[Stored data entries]
● ● ●
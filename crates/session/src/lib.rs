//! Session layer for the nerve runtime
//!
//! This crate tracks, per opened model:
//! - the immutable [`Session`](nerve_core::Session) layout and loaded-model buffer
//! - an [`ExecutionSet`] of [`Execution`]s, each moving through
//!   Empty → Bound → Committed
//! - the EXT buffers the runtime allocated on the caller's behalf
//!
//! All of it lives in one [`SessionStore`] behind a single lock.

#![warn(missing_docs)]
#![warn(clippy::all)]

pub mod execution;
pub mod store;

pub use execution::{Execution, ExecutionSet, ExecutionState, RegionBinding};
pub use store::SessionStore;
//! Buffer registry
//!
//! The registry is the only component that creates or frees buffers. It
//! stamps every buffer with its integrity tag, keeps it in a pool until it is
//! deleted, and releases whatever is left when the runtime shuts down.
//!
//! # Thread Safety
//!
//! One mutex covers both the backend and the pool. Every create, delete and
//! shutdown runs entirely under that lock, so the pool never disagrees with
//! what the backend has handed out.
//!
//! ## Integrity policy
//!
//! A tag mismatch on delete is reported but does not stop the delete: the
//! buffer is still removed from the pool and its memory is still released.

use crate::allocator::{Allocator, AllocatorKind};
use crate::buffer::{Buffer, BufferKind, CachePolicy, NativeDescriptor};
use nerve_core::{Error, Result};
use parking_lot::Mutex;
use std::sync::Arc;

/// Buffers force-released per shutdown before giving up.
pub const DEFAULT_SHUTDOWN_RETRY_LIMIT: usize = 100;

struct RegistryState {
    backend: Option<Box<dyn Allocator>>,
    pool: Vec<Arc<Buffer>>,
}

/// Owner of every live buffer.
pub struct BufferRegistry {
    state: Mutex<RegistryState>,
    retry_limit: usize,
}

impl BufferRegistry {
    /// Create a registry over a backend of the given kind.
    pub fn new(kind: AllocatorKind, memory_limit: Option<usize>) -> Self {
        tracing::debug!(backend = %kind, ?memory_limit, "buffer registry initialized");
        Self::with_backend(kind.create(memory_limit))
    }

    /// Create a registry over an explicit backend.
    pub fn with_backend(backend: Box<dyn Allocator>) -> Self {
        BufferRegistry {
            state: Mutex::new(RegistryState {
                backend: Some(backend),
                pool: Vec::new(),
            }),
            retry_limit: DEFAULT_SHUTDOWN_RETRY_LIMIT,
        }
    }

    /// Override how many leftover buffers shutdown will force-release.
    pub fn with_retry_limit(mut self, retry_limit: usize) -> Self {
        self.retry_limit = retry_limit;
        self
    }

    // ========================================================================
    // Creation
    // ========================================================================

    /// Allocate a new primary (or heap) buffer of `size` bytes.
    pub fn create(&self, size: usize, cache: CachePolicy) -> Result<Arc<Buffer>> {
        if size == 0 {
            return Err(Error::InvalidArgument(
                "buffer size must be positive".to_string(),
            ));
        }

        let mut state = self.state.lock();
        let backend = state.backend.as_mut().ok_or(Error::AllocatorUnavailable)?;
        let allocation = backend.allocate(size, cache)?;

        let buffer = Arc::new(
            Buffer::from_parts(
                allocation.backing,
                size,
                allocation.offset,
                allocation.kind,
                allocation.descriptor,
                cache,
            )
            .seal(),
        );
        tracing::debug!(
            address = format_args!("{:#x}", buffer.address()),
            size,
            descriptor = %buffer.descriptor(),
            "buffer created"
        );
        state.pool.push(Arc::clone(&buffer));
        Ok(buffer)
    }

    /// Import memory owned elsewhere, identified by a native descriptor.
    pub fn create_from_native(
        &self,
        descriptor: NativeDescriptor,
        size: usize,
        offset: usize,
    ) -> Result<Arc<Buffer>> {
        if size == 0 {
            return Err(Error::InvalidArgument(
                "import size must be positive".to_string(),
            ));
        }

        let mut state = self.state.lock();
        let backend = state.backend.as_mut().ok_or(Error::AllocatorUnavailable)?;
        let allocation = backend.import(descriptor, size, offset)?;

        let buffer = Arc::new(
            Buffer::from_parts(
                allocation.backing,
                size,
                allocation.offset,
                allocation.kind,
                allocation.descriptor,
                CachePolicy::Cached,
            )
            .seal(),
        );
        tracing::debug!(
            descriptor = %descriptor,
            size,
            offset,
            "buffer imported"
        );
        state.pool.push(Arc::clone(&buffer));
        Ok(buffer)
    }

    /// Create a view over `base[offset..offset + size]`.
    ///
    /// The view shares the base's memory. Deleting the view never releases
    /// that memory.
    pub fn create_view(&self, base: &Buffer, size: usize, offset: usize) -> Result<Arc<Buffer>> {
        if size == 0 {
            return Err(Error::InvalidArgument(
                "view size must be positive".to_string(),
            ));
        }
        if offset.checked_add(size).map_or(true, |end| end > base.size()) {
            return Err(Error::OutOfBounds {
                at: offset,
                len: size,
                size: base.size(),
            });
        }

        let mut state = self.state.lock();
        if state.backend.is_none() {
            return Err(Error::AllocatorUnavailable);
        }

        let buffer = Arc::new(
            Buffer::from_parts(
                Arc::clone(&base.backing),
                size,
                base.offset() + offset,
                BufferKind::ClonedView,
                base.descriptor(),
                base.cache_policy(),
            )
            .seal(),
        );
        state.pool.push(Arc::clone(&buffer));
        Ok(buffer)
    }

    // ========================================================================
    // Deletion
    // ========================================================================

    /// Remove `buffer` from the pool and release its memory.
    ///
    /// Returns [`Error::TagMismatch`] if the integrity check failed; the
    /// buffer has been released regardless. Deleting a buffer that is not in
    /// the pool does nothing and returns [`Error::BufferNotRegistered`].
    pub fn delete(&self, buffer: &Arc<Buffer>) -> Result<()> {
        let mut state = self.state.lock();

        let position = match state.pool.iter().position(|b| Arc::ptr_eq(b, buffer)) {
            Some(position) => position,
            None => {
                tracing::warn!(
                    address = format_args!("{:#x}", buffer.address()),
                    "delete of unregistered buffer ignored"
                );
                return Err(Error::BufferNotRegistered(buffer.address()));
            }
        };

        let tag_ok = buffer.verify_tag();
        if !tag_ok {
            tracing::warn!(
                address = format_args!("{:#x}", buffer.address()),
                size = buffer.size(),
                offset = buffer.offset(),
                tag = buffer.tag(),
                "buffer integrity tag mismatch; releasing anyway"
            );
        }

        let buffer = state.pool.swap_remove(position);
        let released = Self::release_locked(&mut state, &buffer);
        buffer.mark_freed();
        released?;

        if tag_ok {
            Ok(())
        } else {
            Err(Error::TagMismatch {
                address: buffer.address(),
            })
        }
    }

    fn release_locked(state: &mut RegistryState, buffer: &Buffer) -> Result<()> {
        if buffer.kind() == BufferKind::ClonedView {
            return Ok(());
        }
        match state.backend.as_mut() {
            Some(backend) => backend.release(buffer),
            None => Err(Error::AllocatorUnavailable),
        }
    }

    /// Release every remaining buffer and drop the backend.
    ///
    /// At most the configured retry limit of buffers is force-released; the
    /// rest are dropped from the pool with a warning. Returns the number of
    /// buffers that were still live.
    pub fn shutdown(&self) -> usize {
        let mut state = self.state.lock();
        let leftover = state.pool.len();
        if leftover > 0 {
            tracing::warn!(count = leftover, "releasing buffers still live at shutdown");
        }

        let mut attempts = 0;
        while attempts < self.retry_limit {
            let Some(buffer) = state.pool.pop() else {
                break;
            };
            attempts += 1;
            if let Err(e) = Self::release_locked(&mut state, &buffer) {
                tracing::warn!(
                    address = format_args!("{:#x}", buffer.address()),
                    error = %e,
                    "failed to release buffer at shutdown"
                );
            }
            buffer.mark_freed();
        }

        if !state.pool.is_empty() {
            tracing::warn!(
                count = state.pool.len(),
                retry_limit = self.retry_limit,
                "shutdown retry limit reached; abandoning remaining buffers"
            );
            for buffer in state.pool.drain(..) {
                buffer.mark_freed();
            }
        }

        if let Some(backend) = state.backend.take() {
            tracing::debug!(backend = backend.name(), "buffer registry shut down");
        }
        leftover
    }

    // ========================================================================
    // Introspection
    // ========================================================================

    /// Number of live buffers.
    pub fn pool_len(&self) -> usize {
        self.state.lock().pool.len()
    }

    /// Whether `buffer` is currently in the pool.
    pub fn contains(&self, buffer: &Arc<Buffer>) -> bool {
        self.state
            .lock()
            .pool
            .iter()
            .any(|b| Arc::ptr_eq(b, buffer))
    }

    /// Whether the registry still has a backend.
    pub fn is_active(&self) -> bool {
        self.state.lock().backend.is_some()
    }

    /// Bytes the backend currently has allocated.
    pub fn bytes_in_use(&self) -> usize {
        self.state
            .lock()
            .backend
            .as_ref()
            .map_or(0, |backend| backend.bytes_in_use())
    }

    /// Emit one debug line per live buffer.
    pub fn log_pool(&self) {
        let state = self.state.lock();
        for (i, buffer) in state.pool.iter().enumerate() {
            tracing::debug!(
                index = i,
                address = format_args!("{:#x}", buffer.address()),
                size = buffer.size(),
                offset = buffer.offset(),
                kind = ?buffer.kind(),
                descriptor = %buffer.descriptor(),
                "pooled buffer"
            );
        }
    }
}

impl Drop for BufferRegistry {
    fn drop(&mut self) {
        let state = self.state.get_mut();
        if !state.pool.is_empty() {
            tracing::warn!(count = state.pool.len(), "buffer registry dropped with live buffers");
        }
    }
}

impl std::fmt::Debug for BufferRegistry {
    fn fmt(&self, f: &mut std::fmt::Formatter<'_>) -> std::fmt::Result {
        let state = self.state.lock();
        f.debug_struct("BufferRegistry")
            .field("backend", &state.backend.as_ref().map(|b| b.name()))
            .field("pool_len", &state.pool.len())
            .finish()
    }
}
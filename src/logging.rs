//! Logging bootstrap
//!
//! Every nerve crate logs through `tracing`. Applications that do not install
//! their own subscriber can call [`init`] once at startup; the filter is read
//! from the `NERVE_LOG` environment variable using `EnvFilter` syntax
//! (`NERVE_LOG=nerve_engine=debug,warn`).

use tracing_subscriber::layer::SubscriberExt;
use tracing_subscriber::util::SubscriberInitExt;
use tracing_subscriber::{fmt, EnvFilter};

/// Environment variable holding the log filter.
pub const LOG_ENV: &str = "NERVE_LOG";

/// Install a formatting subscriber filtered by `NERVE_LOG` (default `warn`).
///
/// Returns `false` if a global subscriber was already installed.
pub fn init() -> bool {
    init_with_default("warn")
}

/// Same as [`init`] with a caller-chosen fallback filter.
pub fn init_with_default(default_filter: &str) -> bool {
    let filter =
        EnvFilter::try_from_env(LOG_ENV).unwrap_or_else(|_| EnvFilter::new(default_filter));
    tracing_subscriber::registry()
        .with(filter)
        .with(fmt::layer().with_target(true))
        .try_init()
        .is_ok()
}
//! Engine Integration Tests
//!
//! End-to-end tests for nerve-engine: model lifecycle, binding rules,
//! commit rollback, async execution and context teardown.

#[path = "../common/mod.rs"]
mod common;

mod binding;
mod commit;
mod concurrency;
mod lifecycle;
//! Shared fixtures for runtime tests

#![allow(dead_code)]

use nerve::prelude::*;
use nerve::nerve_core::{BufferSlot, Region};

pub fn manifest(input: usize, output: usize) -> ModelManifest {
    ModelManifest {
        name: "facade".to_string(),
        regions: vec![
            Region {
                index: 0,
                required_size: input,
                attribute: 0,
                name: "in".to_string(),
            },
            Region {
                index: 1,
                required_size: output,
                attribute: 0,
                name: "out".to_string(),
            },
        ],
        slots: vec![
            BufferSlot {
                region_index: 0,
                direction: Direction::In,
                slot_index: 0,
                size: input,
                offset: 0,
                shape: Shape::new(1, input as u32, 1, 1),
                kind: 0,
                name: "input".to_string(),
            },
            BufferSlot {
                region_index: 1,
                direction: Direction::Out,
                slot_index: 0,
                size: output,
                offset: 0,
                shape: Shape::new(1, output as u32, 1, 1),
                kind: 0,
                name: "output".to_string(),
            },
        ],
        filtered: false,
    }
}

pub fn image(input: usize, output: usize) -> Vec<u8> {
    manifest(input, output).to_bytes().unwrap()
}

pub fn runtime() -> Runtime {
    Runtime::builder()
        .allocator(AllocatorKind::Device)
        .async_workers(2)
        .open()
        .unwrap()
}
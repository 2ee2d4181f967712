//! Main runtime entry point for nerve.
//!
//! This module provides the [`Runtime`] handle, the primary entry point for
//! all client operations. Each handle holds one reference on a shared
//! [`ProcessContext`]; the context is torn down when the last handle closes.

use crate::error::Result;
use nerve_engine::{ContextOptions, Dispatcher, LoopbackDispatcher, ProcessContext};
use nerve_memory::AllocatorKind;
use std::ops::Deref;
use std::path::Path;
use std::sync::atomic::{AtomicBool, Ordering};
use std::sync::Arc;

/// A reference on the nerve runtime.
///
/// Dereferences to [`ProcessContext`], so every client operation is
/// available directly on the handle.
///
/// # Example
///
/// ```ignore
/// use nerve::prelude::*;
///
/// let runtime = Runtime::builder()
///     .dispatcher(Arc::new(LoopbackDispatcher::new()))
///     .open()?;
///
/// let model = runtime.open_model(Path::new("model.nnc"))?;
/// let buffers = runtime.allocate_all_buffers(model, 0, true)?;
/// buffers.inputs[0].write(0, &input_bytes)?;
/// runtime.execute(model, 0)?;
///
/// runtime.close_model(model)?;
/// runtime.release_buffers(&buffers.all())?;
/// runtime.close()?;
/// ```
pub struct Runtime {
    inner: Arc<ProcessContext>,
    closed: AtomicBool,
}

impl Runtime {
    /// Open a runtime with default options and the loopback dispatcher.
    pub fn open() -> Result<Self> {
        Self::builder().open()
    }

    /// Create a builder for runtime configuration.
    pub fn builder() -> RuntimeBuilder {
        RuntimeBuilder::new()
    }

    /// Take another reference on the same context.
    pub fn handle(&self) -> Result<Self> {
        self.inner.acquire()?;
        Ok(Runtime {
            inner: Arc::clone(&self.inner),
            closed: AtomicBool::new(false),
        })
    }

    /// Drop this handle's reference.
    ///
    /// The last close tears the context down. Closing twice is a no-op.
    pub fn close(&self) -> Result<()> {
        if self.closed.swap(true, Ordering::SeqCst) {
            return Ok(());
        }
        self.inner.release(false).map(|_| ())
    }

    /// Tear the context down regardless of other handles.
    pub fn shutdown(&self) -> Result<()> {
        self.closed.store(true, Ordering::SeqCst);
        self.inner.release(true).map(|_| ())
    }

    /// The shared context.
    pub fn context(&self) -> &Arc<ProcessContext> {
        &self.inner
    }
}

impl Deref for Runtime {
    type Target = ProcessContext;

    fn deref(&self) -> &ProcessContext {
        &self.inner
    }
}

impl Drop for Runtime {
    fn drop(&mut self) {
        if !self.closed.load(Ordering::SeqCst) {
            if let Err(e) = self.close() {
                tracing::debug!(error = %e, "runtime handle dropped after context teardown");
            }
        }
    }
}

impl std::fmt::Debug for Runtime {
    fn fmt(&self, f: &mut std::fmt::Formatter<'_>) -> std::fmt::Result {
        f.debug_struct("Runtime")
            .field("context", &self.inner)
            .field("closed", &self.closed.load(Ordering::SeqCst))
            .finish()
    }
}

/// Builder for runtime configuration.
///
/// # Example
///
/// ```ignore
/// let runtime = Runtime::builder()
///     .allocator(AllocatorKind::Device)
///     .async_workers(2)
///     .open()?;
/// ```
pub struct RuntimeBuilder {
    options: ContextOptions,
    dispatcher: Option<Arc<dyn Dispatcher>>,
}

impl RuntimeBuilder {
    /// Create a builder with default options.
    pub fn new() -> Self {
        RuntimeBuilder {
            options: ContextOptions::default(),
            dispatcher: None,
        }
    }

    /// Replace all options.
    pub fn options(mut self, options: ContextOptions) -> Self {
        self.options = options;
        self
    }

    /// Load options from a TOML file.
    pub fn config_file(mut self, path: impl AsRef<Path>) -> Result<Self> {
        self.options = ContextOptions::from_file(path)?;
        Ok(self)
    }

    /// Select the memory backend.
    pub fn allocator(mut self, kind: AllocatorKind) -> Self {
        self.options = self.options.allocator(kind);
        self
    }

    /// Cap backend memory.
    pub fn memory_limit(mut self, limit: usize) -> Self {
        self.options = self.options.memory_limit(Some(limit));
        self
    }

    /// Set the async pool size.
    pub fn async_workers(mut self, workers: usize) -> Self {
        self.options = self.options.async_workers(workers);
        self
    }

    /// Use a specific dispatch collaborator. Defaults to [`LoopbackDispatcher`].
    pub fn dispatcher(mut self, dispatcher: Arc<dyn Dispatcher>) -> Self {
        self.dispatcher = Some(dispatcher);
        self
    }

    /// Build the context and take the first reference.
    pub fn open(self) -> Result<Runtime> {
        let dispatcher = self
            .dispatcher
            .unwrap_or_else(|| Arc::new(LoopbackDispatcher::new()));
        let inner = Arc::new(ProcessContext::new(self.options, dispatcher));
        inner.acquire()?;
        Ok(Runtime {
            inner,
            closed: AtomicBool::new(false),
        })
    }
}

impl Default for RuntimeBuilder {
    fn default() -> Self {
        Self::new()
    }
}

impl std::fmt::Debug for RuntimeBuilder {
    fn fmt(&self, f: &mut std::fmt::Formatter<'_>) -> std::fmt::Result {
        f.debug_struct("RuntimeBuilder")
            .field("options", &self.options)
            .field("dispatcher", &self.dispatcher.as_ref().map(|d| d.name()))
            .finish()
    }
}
● ● ●
WHAT YOU WILL DO: Exactly as written, repeat each line from the beginning of the data above to the line containing "the caller's behalf", inclusive.

RESULT BELOW:
filename crates/session/src/lib.rs
//! Session layer for the nerve runtime
//!
//! This crate tracks, per opened model:
//! - the immutable [`Session`](nerve_core::Session) layout and loaded-model buffer
//! - an [`ExecutionSet`] of [`Execution`]s, each moving through
//!   Empty → Bound → Committed
//! - the EXT buffers the runtime allocated on the caller's behalf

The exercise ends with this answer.